* Data shown

━━━━

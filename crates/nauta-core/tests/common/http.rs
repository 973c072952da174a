//! Servidor HTTP/1.1 mínimo sobre `TcpListener` local para exercitar os
//! adapters reais. Uma requisição por conexão (`Connection: close`).

use parking_lot::Mutex;
use serde_json::Value;
use std::net::SocketAddr;
use std::sync::Arc;
use tokio::io::{AsyncReadExt, AsyncWriteExt};
use tokio::net::{TcpListener, TcpStream};
use tokio::task::JoinHandle;

/// Requisição recebida pelo servidor
#[derive(Debug, Clone)]
pub struct Recorded {
    pub method: String,
    pub path: String,
    /// Query string bruta, sem o `?`
    pub query: String,
    pub headers: Vec<(String, String)>,
    pub body: Vec<u8>,
}

impl Recorded {
    /// Valor decodificado de um parâmetro da query
    pub fn param(&self, key: &str) -> Option<String> {
        self.query
            .split('&')
            .filter_map(|pair| pair.split_once('='))
            .find(|(k, _)| *k == key)
            .map(|(_, v)| percent_decode(v))
    }

    pub fn header(&self, name: &str) -> Option<&str> {
        self.headers
            .iter()
            .find(|(k, _)| k.eq_ignore_ascii_case(name))
            .map(|(_, v)| v.as_str())
    }

    pub fn json(&self) -> Value {
        serde_json::from_slice(&self.body).unwrap_or(Value::Null)
    }
}

/// Resposta devolvida pelo handler
#[derive(Debug, Clone)]
pub struct Reply {
    pub status: u16,
    pub content_type: &'static str,
    pub body: Vec<u8>,
}

impl Reply {
    pub fn json(status: u16, body: Value) -> Self {
        Self {
            status,
            content_type: "application/json",
            body: body.to_string().into_bytes(),
        }
    }

    pub fn empty(status: u16) -> Self {
        Self {
            status,
            content_type: "text/plain",
            body: Vec::new(),
        }
    }

    pub fn bytes(status: u16, content_type: &'static str, body: Vec<u8>) -> Self {
        Self {
            status,
            content_type,
            body,
        }
    }

    /// Corpo de erro no formato das duas APIs
    pub fn error(status: u16, message: &str) -> Self {
        Self::json(status, serde_json::json!({ "message": message }))
    }
}

type Handler = dyn Fn(&Recorded) -> Reply + Send + Sync;

pub struct StubServer {
    addr: SocketAddr,
    requests: Arc<Mutex<Vec<Recorded>>>,
    task: JoinHandle<()>,
}

impl StubServer {
    pub async fn start<F>(handler: F) -> Self
    where
        F: Fn(&Recorded) -> Reply + Send + Sync + 'static,
    {
        let listener = TcpListener::bind("127.0.0.1:0")
            .await
            .expect("bind do servidor de teste");
        let addr = listener.local_addr().expect("endereço local");
        let requests = Arc::new(Mutex::new(Vec::new()));
        let handler: Arc<Handler> = Arc::new(handler);

        let recorded = Arc::clone(&requests);
        let task = tokio::spawn(async move {
            while let Ok((stream, _)) = listener.accept().await {
                let handler = Arc::clone(&handler);
                let recorded = Arc::clone(&recorded);
                tokio::spawn(async move {
                    let _ = serve(stream, handler.as_ref(), &recorded).await;
                });
            }
        });

        Self {
            addr,
            requests,
            task,
        }
    }

    /// `http://127.0.0.1:<porta>`
    pub fn url(&self) -> String {
        format!("http://{}", self.addr)
    }

    /// `tcp://127.0.0.1:<porta>`, como um endpoint de engine configurado
    pub fn tcp_endpoint(&self) -> String {
        format!("tcp://{}", self.addr)
    }

    pub fn requests(&self) -> Vec<Recorded> {
        self.requests.lock().clone()
    }
}

impl Drop for StubServer {
    fn drop(&mut self) {
        self.task.abort();
    }
}

async fn serve(
    mut stream: TcpStream,
    handler: &Handler,
    recorded: &Mutex<Vec<Recorded>>,
) -> std::io::Result<()> {
    let mut buffer = Vec::new();
    let mut chunk = [0u8; 4096];
    let header_end = loop {
        if let Some(pos) = find(&buffer, b"\r\n\r\n") {
            break pos + 4;
        }
        let n = stream.read(&mut chunk).await?;
        if n == 0 {
            return Ok(());
        }
        buffer.extend_from_slice(&chunk[..n]);
    };

    let head = String::from_utf8_lossy(&buffer[..header_end]).into_owned();
    let mut lines = head.split("\r\n");
    let mut request_line = lines.next().unwrap_or_default().split_whitespace();
    let method = request_line.next().unwrap_or_default().to_string();
    let target = request_line.next().unwrap_or_default().to_string();
    let headers: Vec<(String, String)> = lines
        .filter_map(|line| line.split_once(':'))
        .map(|(k, v)| (k.trim().to_string(), v.trim().to_string()))
        .collect();

    let length = headers
        .iter()
        .find(|(k, _)| k.eq_ignore_ascii_case("content-length"))
        .and_then(|(_, v)| v.parse::<usize>().ok())
        .unwrap_or(0);
    let mut body = buffer[header_end..].to_vec();
    while body.len() < length {
        let n = stream.read(&mut chunk).await?;
        if n == 0 {
            break;
        }
        body.extend_from_slice(&chunk[..n]);
    }

    let (path, query) = match target.split_once('?') {
        Some((path, query)) => (path.to_string(), query.to_string()),
        None => (target, String::new()),
    };
    let request = Recorded {
        method,
        path,
        query,
        headers,
        body,
    };
    let reply = handler(&request);
    recorded.lock().push(request);

    let head = format!(
        "HTTP/1.1 {} {}\r\nContent-Type: {}\r\nContent-Length: {}\r\nConnection: close\r\n\r\n",
        reply.status,
        reason(reply.status),
        reply.content_type,
        reply.body.len()
    );
    stream.write_all(head.as_bytes()).await?;
    stream.write_all(&reply.body).await?;
    stream.shutdown().await
}

fn find(haystack: &[u8], needle: &[u8]) -> Option<usize> {
    haystack.windows(needle.len()).position(|w| w == needle)
}

fn reason(status: u16) -> &'static str {
    match status {
        200 => "OK",
        201 => "Created",
        204 => "No Content",
        304 => "Not Modified",
        404 => "Not Found",
        409 => "Conflict",
        500 => "Internal Server Error",
        503 => "Service Unavailable",
        _ => "Status",
    }
}

fn percent_decode(value: &str) -> String {
    let bytes = value.as_bytes();
    let mut out = Vec::with_capacity(bytes.len());
    let mut i = 0;
    while i < bytes.len() {
        match bytes[i] {
            b'%' if i + 2 < bytes.len() => {
                let hex = std::str::from_utf8(&bytes[i + 1..i + 3]).unwrap_or("");
                match u8::from_str_radix(hex, 16) {
                    Ok(byte) => {
                        out.push(byte);
                        i += 3;
                    }
                    Err(_) => {
                        out.push(b'%');
                        i += 1;
                    }
                }
            }
            b'+' => {
                out.push(b' ');
                i += 1;
            }
            other => {
                out.push(other);
                i += 1;
            }
        }
    }
    String::from_utf8_lossy(&out).into_owned()
}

━━━━

* What is needed
Please give all of the entries again, exactly as written.

* Written solution
filename crates/nauta-core/tests/common/http.rs
repository 973c072952da174a
//! Servidor HTTP/1.1 mínimo sobre `TcpListener` local para exercitar os
//! adapters reais. Uma requisição por conexão (`Connection: close`).

use parking_lot::Mutex;
use serde_json::Value;
use std::net::SocketAddr;
use std::sync::Arc;
use tokio::io::{AsyncReadExt, AsyncWriteExt};
use tokio::net::{TcpListener, TcpStream};
use tokio::task::JoinHandle;

/// Requisição recebida pelo servidor
#[derive(Debug, Clone)]
pub struct Recorded {
    pub method: String,
    pub path: String,
    /// Query string bruta, sem o `?`
    pub query: String,
    pub headers: Vec<(String, String)>,
    pub body: Vec<u8>,
}

impl Recorded {
    /// Valor decodificado de um parâmetro da query
    pub fn param(&self, key: &str) -> Option<String> {
        self.query
            .split('&')
            .filter_map(|pair| pair.split_once('='))
            .find(|(k, _)| *k == key)
            .map(|(_, v)| percent_decode(v))
    }

    pub fn header(&self, name: &str) -> Option<&str> {
        self.headers
            .iter()
            .find(|(k, _)| k.eq_ignore_ascii_case(name))
            .map(|(_, v)| v.as_str())
    }

    pub fn json(&self) -> Value {
        serde_json::from_slice(&self.body).unwrap_or(Value::Null)
    }
}

/// Resposta devolvida pelo handler
#[derive(Debug, Clone)]
pub struct Reply {
    pub status: u16,
    pub content_type: &'static str,
    pub body: Vec<u8>,
}

impl Reply {
    pub fn json(status: u16, body: Value) -> Self {
        Self {
            status,
            content_type: "application/json",
            body: body.to_string().into_bytes(),
        }
    }

    pub fn empty(status: u16) -> Self {
        Self {
            status,
            content_type: "text/plain",
            body: Vec::new(),
        }
    }

    pub fn bytes(status: u16, content_type: &'static str, body: Vec<u8>) -> Self {
        Self {
            status,
            content_type,
            body,
        }
    }

    /// Corpo de erro no formato das duas APIs
    pub fn error(status: u16, message: &str) -> Self {
        Self::json(status, serde_json::json!({ "message": message }))
    }
}

type Handler = dyn Fn(&Recorded) -> Reply + Send + Sync;

pub struct StubServer {
    addr: SocketAddr,
    requests: Arc<Mutex<Vec<Recorded>>>,
    task: JoinHandle<()>,
}

impl StubServer {
    pub async fn start<F>(handler: F) -> Self
    where
        F: Fn(&Recorded) -> Reply + Send + Sync + 'static,
    {
        let listener = TcpListener::bind("127.0.0.1:0")
            .await
            .expect("bind do servidor de teste");
        let addr = listener.local_addr().expect("endereço local");
        let requests = Arc::new(Mutex::new(Vec::new()));
        let handler: Arc<Handler> = Arc::new(handler);

        let recorded = Arc::clone(&requests);
        let task = tokio::spawn(async move {
            while let Ok((stream, _)) = listener.accept().await {
                let handler = Arc::clone(&handler);
                let recorded = Arc::clone(&recorded);
                tokio::spawn(async move {
                    let _ = serve(stream, handler.as_ref(), &recorded).await;
                });
            }
        });

        Self {
            addr,
            requests,
            task,
        }
    }

    /// `http://127.0.0.1:<porta>`
    pub fn url(&self) -> String {
        format!("http://{}", self.addr)
    }

    /// `tcp://127.0.0.1:<porta>`, como um endpoint de engine configurado
    pub fn tcp_endpoint(&self) -> String {
        format!("tcp://{}", self.addr)
    }

    pub fn requests(&self) -> Vec<Recorded> {
        self.requests.lock().clone()
    }
}

impl Drop for StubServer {
    fn drop(&mut self) {
        self.task.abort();
    }
}

async fn serve(
    mut stream: TcpStream,
    handler: &Handler,
    recorded: &Mutex<Vec<Recorded>>,
) -> std::io::Result<()> {
    let mut buffer = Vec::new();
    let mut chunk = [0u8; 4096];
    let header_end = loop {
        if let Some(pos) = find(&buffer, b"\r\n\r\n") {
            break pos + 4;
        }
        let n = stream.read(&mut chunk).await?;
        if n == 0 {
            return Ok(());
        }
        buffer.extend_from_slice(&chunk[..n]);
    };

    let head = String::from_utf8_lossy(&buffer[..header_end]).into_owned();
    let mut lines = head.split("\r\n");
    let mut request_line = lines.next().unwrap_or_default().split_whitespace();
    let method = request_line.next().unwrap_or_default().to_string();
    let target = request_line.next().unwrap_or_default().to_string();
    let headers: Vec<(String, String)> = lines
        .filter_map(|line| line.split_once(':'))
        .map(|(k, v)| (k.trim().to_string(), v.trim().to_string()))
        .collect();

    let length = headers
        .iter()
        .find(|(k, _)| k.eq_ignore_ascii_case("content-length"))
        .and_then(|(_, v)| v.parse::<usize>().ok())
        .unwrap_or(0);
    let mut body = buffer[header_end..].to_vec();
    while body.len() < length {
        let n = stream.read(&mut chunk).await?;
        if n == 0 {
            break;
        }
        body.extend_from_slice(&chunk[..n]);
    }

    let (path, query) = match target.split_once('?') {
        Some((path, query)) => (path.to_string(), query.to_string()),
        None => (target, String::new()),
    };
    let request = Recorded {
        method,
        path,
        query,
        headers,
        body,
    };
    let reply = handler(&request);
    recorded.lock().push(request);

    let head = format!(
        "HTTP/1.1 {} {}\r\nContent-Type: {}\r\nContent-Length: {}\r\nConnection: close\r\n\r\n",
        reply.status,
        reason(reply.status),
        reply.content_type,
        reply.body.len()
    );
    stream.write_all(head.as_bytes()).await?;
    stream.write_all(&reply.body).await?;
    stream.shutdown().await
}

fn find(haystack: &[u8], needle: &[u8]) -> Option<usize> {
    haystack.windows(needle.len()).position(|w| w == needle)
}

fn reason(status: u16) -> &'static str {
    match status {
        200 => "OK",
        201 => "Created",
        204 => "No Content",
        304 => "Not Modified",
        404 => "Not Found",
        409 => "Conflict",
        500 => "Internal Server Error",
        503 => "Service Unavailable",
        _ => "Status",
    }
}

fn percent_decode(value: &str) -> String {
    let bytes = value.as_bytes();
    let mut out = Vec::with_capacity(bytes.len());
    let mut i = 0;
    while i < bytes.len() {
        match bytes[i] {
            b'%' if i + 2 < bytes.len() => {
                let hex = std::str::from_utf8(&bytes[i + 1..i + 3]).unwrap_or("");
                match u8::from_str_radix(hex, 16) {
                    Ok(byte) => {
                        out.push(byte);
                        i += 3;
                    }
                    Err(_) => {
                        out.push(b'%');
                        i += 1;
                    }
                }
            }
            b'+' => {
                out.push(b' ');
                i += 1;
            }
            other => {
                out.push(other);
                i += 1;
            }
        }
    }
    String::from_utf8_lossy(&out).into_owned()
}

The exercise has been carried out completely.